Russian Art
Ivanov, A. A.
"Appearance of Christ to the People". 1836 - 1855
Notes: This canvas is a smaller, autographed version of Alexander Ivanov's principal work, "The Appearance of Christ to the People" (1837-1858).
The large canvas (212-1/2" x 295-1/4"), now in the collection of the State Tretyakov Gallery, Moscow, was prepared for, in part, by Ivanov's "Appearance of Christ to Mary Magdalene after the Resurrection" (see ImageBase) Never really completed, the masterwork was begun in Rome, remained in the artist's studio for 20 years, and then accompanied him back to St. Petersburg shortly before his death.

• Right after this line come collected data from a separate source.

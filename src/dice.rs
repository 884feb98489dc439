use crate::{
    expr::Expression,
    parse::ast::{Dice, Resolve},
    roll::{RollResult, Rollable, Roller},
};

/// A coin.
pub const D2: Dice = Dice::single(2);
/// A tetrahedron.
pub const D4: Dice = Dice::single(4);
/// A cube.
pub const D6: Dice = Dice::single(6);
/// An octahedron.
pub const D8: Dice = Dice::single(8);
/// A decahedron.
pub const D10: Dice = Dice::single(10);
/// A dodecahedron.
pub const D12: Dice = Dice::single(12);
/// An icosahedron.
pub const D20: Dice = Dice::single(20);
/// The percentile die.
pub const D100: Dice = Dice::single(100);

impl Dice {
    pub fn expression(&self) -> Expression {
        Expression::from(*self)
    }

    /// The same die rolled `repetitions` times.
    pub const fn times(self, repetitions: crate::common::UInt) -> Self {
        Self::new(repetitions, self.faces)
    }
}

impl Rollable for Dice {
    fn roll_with<R: Roller>(&self, roller: &mut R) -> RollResult {
        RollResult::new(self.resolve(roller), self.to_string())
    }
}

#[cfg(test)]
mod tests {
    use super::*;

    const REPETITIONS: usize = 100;

    #[test]
    fn test_zero_faces_rolls_zero() {
        for _ in 0..REPETITIONS {
            assert_eq!(Dice::single(0).roll().result, 0);
        }
    }

    #[test]
    fn test_one_face_rolls_one() {
        let die = Dice::single(1);
        let total: i64 = (0..REPETITIONS).map(|_| die.roll().result).sum();
        assert_eq!(total, 100);
        assert_eq!(Dice::new(100, 1).roll().result, 100);
    }

    #[test]
    fn test_multiple_dice() {
        let roll = Dice::new(10, 3).roll().result;
        assert!((10..=30).contains(&roll));
    }

    #[test]
    fn test_standard_dice_in_range() {
        for die in [D2, D4, D6, D8, D10, D12, D20, D100] {
            let max = i64::from(die.faces);
            for _ in 0..REPETITIONS {
                assert!((1..=max).contains(&die.roll().result));
            }
        }
    }

    #[test]
    fn test_description() {
        assert_eq!(D2.to_string(), "1d2");
        assert_eq!(D4.to_string(), "1d4");
        assert_eq!(D6.to_string(), "1d6");
        assert_eq!(D8.to_string(), "1d8");
        assert_eq!(D10.to_string(), "1d10");
        assert_eq!(D12.to_string(), "1d12");
        assert_eq!(D20.to_string(), "1d20");
        assert_eq!(D100.to_string(), "1d100");
        assert_eq!(Dice::new(3, 6).to_string(), "3d6");
        assert_eq!(D6.times(3), Dice::new(3, 6));
    }

    #[test]
    fn test_roll_log_matches_expression() {
        let roll = D20.roll();
        assert_eq!(roll.log, "1d20");
        assert_eq!(D20.expression().roll().log, roll.log);
    }
}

Ivanov chose the episode because he felt it embraced the religious, historical, and philosophical ideas with which he was most concerned: the spiritual and moral transformation of mankind.
The painting combines a number of separate events in the Gospel: the preaching of St. John in the foreground and his baptism of the people and the coming of Christ in the distance. Ivanov made many drawings and painted sketches for the final unfinished canvas, including some superb plein-air nature studies, executed in the Pontine marshes of Rome, which the artist felt best resembled the area around the Jordan River.
Despite the fact that it was never completed, the epic nature of the canvas inspired many Russian painters of the later nineteenth century.